Jika ada rumor yang mengatakan apabila orang Kediri terkanal memiliki kesaktian, mungkin ada benarnya jika mereka sudah mengenal dirinya sendiri karena siapa yang mengenal dirinya maka akan mengenal Tuhannya.  


2.    Ponorogo

Nama Ponorogo berasal dari kata ‘Pono’ yang artinya tepat dan ‘Rogo’ artinya badan, secara keseluruhan diartikan memandang dengan tepat siapa yang menggerakkan badan. Atau Ponorogo berasal dari kata ‘Prana’ atau tenaga dalam dan ‘Raga’ atau badan, yang diartikan tenaga yang menggerakkan badan.

Baca Juga : Asal-Usul Ponorogo

3.    Jombang

Nama Jombang berasal dari kata ‘ijo’ yang artinya santri dan ‘abang’ yang berarti abangan. Karena secara ideology kota Jombang memiliki penduduk yang menganut faham nahdatul Ulama atau NU yang memiliki lambang berwarna hijau serta penduduk yang menganut faham nasional dengan lambang berwarna merah.

4.    Banyuwangi

Nama Banyuwangi berasal dari kata ‘banyu’ yang artinya air dan kata ‘wangi’ yang berarti harum sehingga Banyuwangi berarti air yang harum baunya atau darah yang harum baunya.

Nama Banyuwangi digunakan sebagai tanda suatu peristiwa yang terjadi pada masa kerajaan Blambangan, bukti kesetiaan seorang istri kepada suaminya.

5.    Surabaya

Asal nama kota Surabaya ada beberapa versi, namun yang banyak diketahui oleh masayarakat adalah versi yang diambil berdasarkan legenda ikan Sura dan Buaya atau Boyo. Legenda ini menceritakan kisah pertarungan antara dua binatang raksasa yaitu ikan Sura dan Buaya yang berakhir dengan matinya dua binatang tersebut. Tempat pertarungan tersebut diberi nama Surabaya.
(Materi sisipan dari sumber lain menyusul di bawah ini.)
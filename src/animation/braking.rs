//! Braking inertia: a flick that slows to rest at a constant rate.

use crate::animation::inertia::{InertiaModel, Trajectory};
use crate::core::geo::Point;

/// Translation-only inertia with constant deceleration.
///
/// Each axis slows linearly from its release speed to rest over
/// `braking_time_ms`, so both axes stop together and the path is a straight
/// line.
#[derive(Debug, Clone, Copy, PartialEq)]
pub struct BrakingInertia {
    position: Point,
    velocity: Point,
    scale: f64,
    braking_time_ms: f64,
}

impl BrakingInertia {
    /// `position` and `velocity` are in scaled camera space
    pub fn new(position: Point, velocity: Point, scale: f64, braking_time_ms: f64) -> Self {
        Self {
            position,
            velocity,
            scale,
            braking_time_ms: braking_time_ms.max(0.0),
        }
    }

    /// Brakes from the release state and velocity of an analytic model
    pub fn from_model(model: &InertiaModel, braking_time_ms: f64) -> Self {
        let end = model.end();
        Self::new(end.position, model.velocity(0.0), end.scale, braking_time_ms)
    }

    pub fn braking_time_ms(&self) -> f64 {
        self.braking_time_ms
    }

    /// Where the camera comes to rest
    pub fn rest_position(&self) -> Point {
        self.position(self.braking_time_ms)
    }

    fn elapsed(&self, t: f64) -> f64 {
        t.clamp(0.0, self.braking_time_ms)
    }
}

impl Trajectory for BrakingInertia {
    fn position(&self, t: f64) -> Point {
        if self.braking_time_ms <= 0.0 {
            return self.position;
        }
        let t = self.elapsed(t);
        let travel = t - t * t / (2.0 * self.braking_time_ms);
        self.position.add(&self.velocity.multiply(travel))
    }

    fn velocity(&self, t: f64) -> Point {
        if self.braking_time_ms <= 0.0 || t >= self.braking_time_ms {
            return Point::zero();
        }
        self.velocity
            .multiply(1.0 - self.elapsed(t) / self.braking_time_ms)
    }

    fn scale(&self, _t: f64) -> f64 {
        self.scale
    }

    fn is_translation_only(&self) -> bool {
        true
    }
}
Entah kisah pertarungan kedua binatang tersebut benar-benar terjadi atau hanya merupakan perlambang atau ‘sanepo’ yang biasa digunakan masyarakat Jawa untuk menggambarkan suatu peristiwa yang menjadi rahasia.


6.    Malang

Malang dalam bahasa Indonesia artinya melintang, ‘malangi’ berarti menghalang-halangi Malang yang dimaksudkan bukan berarti orang yang sedang dirundung kesusahan seperti dalam kalimat ‘nasibnya malang sekali’.
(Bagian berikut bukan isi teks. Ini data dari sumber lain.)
use crate::{
    core::geo::Point,
    spatial::{
        cover::{Circle, Cover},
        enclosing::{EnclosingCircle, Welzl},
        union_find::UnionFind,
    },
    MapError, Result,
};
use rstar::{primitives::GeomWithData, RTree};
use serde::{Deserialize, Serialize};
use std::fmt;
use std::str::FromStr;

type IndexedPoint = GeomWithData<[f64; 2], usize>;

/// How a cover's circle is derived from its member points
#[derive(Debug, Clone, Copy, PartialEq, Eq, Hash, Serialize, Deserialize)]
#[serde(rename_all = "lowercase")]
pub enum CoverMethod {
    /// Centre of the bounding box
    Simple,
    /// Arithmetic mean of the members
    Mean,
    /// Per-axis median of the members
    Median,
    /// Minimal enclosing circle; needs an injected [`EnclosingCircle`]
    Smallest,
}

impl CoverMethod {
    pub fn as_str(self) -> &'static str {
        match self {
            CoverMethod::Simple => "simple",
            CoverMethod::Mean => "mean",
            CoverMethod::Median => "median",
            CoverMethod::Smallest => "smallest",
        }
    }
}

impl fmt::Display for CoverMethod {
    fn fmt(&self, f: &mut fmt::Formatter<'_>) -> fmt::Result {
        f.write_str(self.as_str())
    }
}

impl FromStr for CoverMethod {
    type Err = MapError;

    fn from_str(s: &str) -> Result<Self> {
        match s {
            "simple" => Ok(CoverMethod::Simple),
            "mean" => Ok(CoverMethod::Mean),
            "median" => Ok(CoverMethod::Median),
            "smallest" => Ok(CoverMethod::Smallest),
            other => Err(MapError::InvalidArgument(other.to_string())),
        }
    }
}

#[derive(Debug, Clone, PartialEq, Serialize, Deserialize)]
#[serde(default)]
pub struct ClusterOptions {
    /// Covers are never drawn smaller than this diameter
    pub minimum_cover_diameter: f64,
    pub cover_method: CoverMethod,
    /// Repeatedly merge covers whose circles overlap
    pub merge_overlaps: bool,
}

impl Default for ClusterOptions {
    fn default() -> Self {
        Self {
            minimum_cover_diameter: 0.0,
            cover_method: CoverMethod::Simple,
            merge_overlaps: true,
        }
    }
}

/// Output of a clustering pass: a partition of the input indexes
#[derive(Debug, Clone, Default, PartialEq, Serialize, Deserialize)]
pub struct ClusterSolution {
    /// Indexes not absorbed by any cover, ascending
    pub remains: Vec<usize>,
    pub covers: Vec<Cover>,
}

impl ClusterSolution {
    /// Centres of everything the host draws: remaining points, then cover circles
    pub fn marker_centers(&self, points: &[Point]) -> Vec<Point> {
        self.remains
            .iter()
            .map(|&i| points[i])
            .chain(self.covers.iter().map(|c| c.circle.center))
            .collect()
    }
}

/// Groups nearby points into enclosing cover circles.
///
/// Each `solve` call is pure: it yields a fresh set of covers. Hosts that
/// animate between passes can match covers by member set
/// ([`Cover::same_members`]).
#[derive(Default)]
pub struct ClusterSolver {
    enclosing: Option<Box<dyn EnclosingCircle>>,
}

impl fmt::Debug for ClusterSolver {
    fn fmt(&self, f: &mut fmt::Formatter<'_>) -> fmt::Result {
        f.debug_struct("ClusterSolver")
            .field("enclosing", &self.enclosing.as_ref().map(|e| e.name()))
            .finish()
    }
}

impl ClusterSolver {
    /// Solver without a `smallest` strategy
    pub fn new() -> Self {
        Self::default()
    }

    pub fn with_enclosing_circle<E>(strategy: E) -> Self
    where
        E: EnclosingCircle + 'static,
    {
        Self {
            enclosing: Some(Box::new(strategy)),
        }
    }

    pub fn with_welzl() -> Self {
        Self::with_enclosing_circle(Welzl)
    }

    pub fn supports(&self, method: CoverMethod) -> bool {
        method != CoverMethod::Smallest || self.enclosing.is_some()
    }

    /// Clusters `points` whose pairwise distance is below `merge_distance`.
    ///
    /// Fails before doing any work when `options.cover_method` is not
    /// available on this solver.
    pub fn solve(
        &self,
        points: &[Point],
        merge_distance: f64,
        options: &ClusterOptions,
    ) -> Result<ClusterSolution> {
        if !self.supports(options.cover_method) {
            return Err(MapError::InvalidArgument(options.cover_method.to_string()));
        }

        let mut components = UnionFind::new(points.len());
        for (i, j) in close_pairs(points, merge_distance) {
            components.union(i, j);
        }

        let floor = (options.minimum_cover_diameter / 2.0).max(0.0);
        let mut covers: Vec<Cover> = components
            .groups()
            .into_iter()
            .map(|indexes| self.build_cover(points, indexes, options.cover_method, floor))
            .collect();

        if options.merge_overlaps {
            while let Some((i, j)) = first_overlap(&covers) {
                let absorbed = covers.remove(j);
                log::trace!(
                    "merging cover {:?} into {:?}",
                    absorbed.indexes,
                    covers[i].indexes
                );
                let mut indexes = std::mem::take(&mut covers[i].indexes);
                indexes.extend(absorbed.indexes);
                indexes.sort_unstable();
                covers[i] = self.build_cover(points, indexes, options.cover_method, floor);
            }
        }

        let mut claimed = vec![false; points.len()];
        for cover in &covers {
            for &i in &cover.indexes {
                claimed[i] = true;
            }
        }
        let remains: Vec<usize> = (0..points.len()).filter(|&i| !claimed[i]).collect();

        log::debug!(
            "clustered {} points into {} covers ({} remain, method {})",
            points.len(),
            covers.len(),
            remains.len(),
            options.cover_method
        );

        Ok(ClusterSolution { remains, covers })
    }

    fn build_cover(
        &self,
        points: &[Point],
        indexes: Vec<usize>,
        method: CoverMethod,
        floor: f64,
    ) -> Cover {
        let members: Vec<Point> = indexes.iter().map(|&i| points[i]).collect();
        let mut circle = self.summarize(&members, method);
        circle.radius = circle.radius.max(floor);
        Cover { indexes, circle }
    }

    fn summarize(&self, members: &[Point], method: CoverMethod) -> Circle {
        let center = match method {
            CoverMethod::Simple => {
                let (mut min, mut max) = (members[0], members[0]);
                for p in &members[1..] {
                    min = Point::new(min.x.min(p.x), min.y.min(p.y));
                    max = Point::new(max.x.max(p.x), max.y.max(p.y));
                }
                min.midpoint(&max)
            }
            CoverMethod::Mean => {
                let sum = members.iter().fold(Point::zero(), |acc, p| acc.add(p));
                sum.multiply(1.0 / members.len() as f64)
            }
            CoverMethod::Median => Point::new(
                median(members.iter().map(|p| p.x).collect()),
                median(members.iter().map(|p| p.y).collect()),
            ),
            CoverMethod::Smallest => {
                if let Some(strategy) = &self.enclosing {
                    return strategy.enclose(members);
                }
                // unreachable through `solve`, which checks support up front
                return Circle::new(members[0], 0.0);
            }
        };
        let radius = members
            .iter()
            .map(|p| p.distance_to(&center))
            .fold(0.0, f64::max);
        Circle::new(center, radius)
    }
}

/// Clusters with a solver that offers every cover method
pub fn solve(points: &[Point], merge_distance: f64, options: &ClusterOptions) -> Result<ClusterSolution> {
    ClusterSolver::with_welzl().solve(points, merge_distance, options)
}

/// All `(i, j)` with `i < j` whose distance is strictly below `merge_distance`
fn close_pairs(points: &[Point], merge_distance: f64) -> Vec<(usize, usize)> {
    if merge_distance.is_nan() || merge_distance <= 0.0 {
        return Vec::new();
    }
    let tree: RTree<IndexedPoint> = RTree::bulk_load(
        points
            .iter()
            .enumerate()
            .filter(|(_, p)| p.is_finite())
            .map(|(i, p)| IndexedPoint::new(p.to_array(), i))
            .collect(),
    );
    let radius_2 = merge_distance * merge_distance;
    let mut pairs = Vec::new();
    for (i, p) in points.iter().enumerate() {
        if !p.is_finite() {
            continue;
        }
        for neighbor in tree.locate_within_distance(p.to_array(), radius_2) {
            let j = neighbor.data;
            if j > i && p.distance_to(&points[j]) < merge_distance {
                pairs.push((i, j));
            }
        }
    }
    pairs
}

/// Lowest-indexed overlapping pair, scanning `(0,1), (0,2), .., (1,2), ..`
fn first_overlap(covers: &[Cover]) -> Option<(usize, usize)> {
    for i in 0..covers.len() {
        for j in (i + 1)..covers.len() {
            if covers[i].circle.overlaps(&covers[j].circle) {
                return Some((i, j));
            }
        }
    }
    None
}

fn median(mut values: Vec<f64>) -> f64 {
    values.sort_by(f64::total_cmp);
    let middle = values.len() / 2;
    if values.len() % 2 == 0 {
        (values[middle - 1] + values[middle]) / 2.0
    } else {
        values[middle]
    }
}

#[cfg(test)]
mod tests {
    use super::*;

    fn pts(raw: &[(f64, f64)]) -> Vec<Point> {
        raw.iter().copied().map(Point::from).collect()
    }

    #[test]
    fn test_pair_within_distance_forms_cover() {
        let points = pts(&[(0.0, 0.0), (5.0, 0.0), (100.0, 100.0)]);
        let solution = ClusterSolver::new()
            .solve(&points, 10.0, &ClusterOptions::default())
            .unwrap();
        assert_eq!(solution.remains, vec![2]);
        assert_eq!(solution.covers.len(), 1);
        let cover = &solution.covers[0];
        assert_eq!(cover.indexes, vec![0, 1]);
        assert_eq!(cover.circle.center, Point::new(2.5, 0.0));
        assert!(cover.circle.radius >= 2.5);
    }

    #[test]
    fn test_distance_threshold_is_strict() {
        let points = pts(&[(0.0, 0.0), (10.0, 0.0)]);
        let solution = solve(&points, 10.0, &ClusterOptions::default()).unwrap();
        assert!(solution.covers.is_empty());
        assert_eq!(solution.remains, vec![0, 1]);
    }

    #[test]
    fn test_chain_connects_transitively() {
        let points = pts(&[(0.0, 0.0), (8.0, 0.0), (16.0, 0.0), (24.0, 0.0)]);
        let solution = solve(&points, 10.0, &ClusterOptions::default()).unwrap();
        assert_eq!(solution.covers.len(), 1);
        assert_eq!(solution.covers[0].indexes, vec![0, 1, 2, 3]);
        assert_eq!(solution.covers[0].circle.radius, 12.0);
    }

    #[test]
    fn test_mean_and_median_centers() {
        let points = pts(&[(0.0, 0.0), (1.0, 0.0), (9.0, 0.0)]);
        let mean = ClusterOptions {
            cover_method: CoverMethod::Mean,
            ..Default::default()
        };
        let circle = solve(&points, 10.0, &mean).unwrap().covers[0].circle;
        assert!((circle.center.x - 10.0 / 3.0).abs() < 1e-12);
        assert!((circle.radius - (9.0 - 10.0 / 3.0)).abs() < 1e-12);

        let median = ClusterOptions {
            cover_method: CoverMethod::Median,
            ..Default::default()
        };
        let circle = solve(&points, 10.0, &median).unwrap().covers[0].circle;
        assert_eq!(circle.center, Point::new(1.0, 0.0));
        assert_eq!(circle.radius, 8.0);
    }

    #[test]
    fn test_even_median_averages_middle_values() {
        assert_eq!(median(vec![4.0, 1.0, 3.0, 2.0]), 2.5);
        assert_eq!(median(vec![7.0]), 7.0);
    }

    #[test]
    fn test_minimum_cover_diameter_floors_radius() {
        let points = pts(&[(0.0, 0.0), (2.0, 0.0)]);
        let options = ClusterOptions {
            minimum_cover_diameter: 30.0,
            ..Default::default()
        };
        let solution = solve(&points, 10.0, &options).unwrap();
        assert_eq!(solution.covers[0].circle.radius, 15.0);
    }

    #[test]
    fn test_overlapping_covers_merge() {
        // two tight pairs whose floored circles overlap
        let points = pts(&[(0.0, 0.0), (1.0, 0.0), (12.0, 0.0), (13.0, 0.0)]);
        let options = ClusterOptions {
            minimum_cover_diameter: 14.0,
            ..Default::default()
        };
        let merged = solve(&points, 5.0, &options).unwrap();
        assert_eq!(merged.covers.len(), 1);
        assert_eq!(merged.covers[0].indexes, vec![0, 1, 2, 3]);
        assert_eq!(merged.covers[0].circle.center, Point::new(6.5, 0.0));

        let separate = solve(
            &points,
            5.0,
            &ClusterOptions {
                merge_overlaps: false,
                ..options
            },
        )
        .unwrap();
        assert_eq!(separate.covers.len(), 2);
    }

    #[test]
    fn test_smallest_requires_strategy() {
        let points = pts(&[(0.0, 0.0), (1.0, 0.0)]);
        let options = ClusterOptions {
            cover_method: CoverMethod::Smallest,
            ..Default::default()
        };
        let err = ClusterSolver::new().solve(&points, 5.0, &options).unwrap_err();
        assert_eq!(err.to_string(), "invalid argument: smallest");

        let solution = ClusterSolver::with_welzl().solve(&points, 5.0, &options).unwrap();
        assert_eq!(solution.covers[0].circle.radius, 0.5);
    }

    #[test]
    fn test_cover_method_parsing() {
        assert_eq!("median".parse::<CoverMethod>().unwrap(), CoverMethod::Median);
        let err = "biggest".parse::<CoverMethod>().unwrap_err();
        assert_eq!(err.to_string(), "invalid argument: biggest");
    }

    #[test]
    fn test_empty_and_degenerate_input() {
        let solution = solve(&[], 10.0, &ClusterOptions::default()).unwrap();
        assert_eq!(solution, ClusterSolution::default());

        let points = pts(&[(0.0, 0.0), (1.0, 1.0)]);
        let solution = solve(&points, 0.0, &ClusterOptions::default()).unwrap();
        assert_eq!(solution.remains, vec![0, 1]);

        let points = pts(&[(f64::NAN, 0.0), (0.0, 0.0), (0.5, 0.0)]);
        let solution = solve(&points, 1.0, &ClusterOptions::default()).unwrap();
        assert_eq!(solution.remains, vec![0]);
        assert_eq!(solution.covers[0].indexes, vec![1, 2]);
    }

    #[test]
    fn test_marker_centers() {
        let points = pts(&[(0.0, 0.0), (2.0, 0.0), (50.0, 50.0)]);
        let solution = solve(&points, 5.0, &ClusterOptions::default()).unwrap();
        assert_eq!(
            solution.marker_centers(&points),
            vec![Point::new(50.0, 50.0), Point::new(1.0, 0.0)]
        );
    }
}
Dilihat dari posisi geografisnya, Malang berada di tengah-tengah propinsi Jawa Timur sehingga terdapat akulturasi budaya, bahasa dan peradaban dari daerah ‘wetan’ atau timur yaitu daerah pantai utara dengan daerah ‘kulon’ atau barat yaitu daerah sepanjang pesisir selatan.

Maka tidak mengherankan jika warga Malang dapat berbahasa, berperilaku keras dan tegas seperti layaknya orang yang berasal dari daerah ‘wetan’ yang mayoritas dari suku Madura  juga sebaliknya. Warga Malang dapat berbahasa dan berperilaku lemah lembut seperti orang-orang ‘kulon’ yang mayoritas dari suku Jawa.


7.    Blitar

Berdasarkan legenda, dahulu bangsa Tartar dari Asia Timur sempat menguasai daerah Blitar yang kala itu belum bernama Blitar. Majapahit saat itu merasa perlu untuk merebutnya. Kerajaan adidaya tersebut kemudian mengutus Nilasuwarna untuk memukul mundur bangsa Tartar.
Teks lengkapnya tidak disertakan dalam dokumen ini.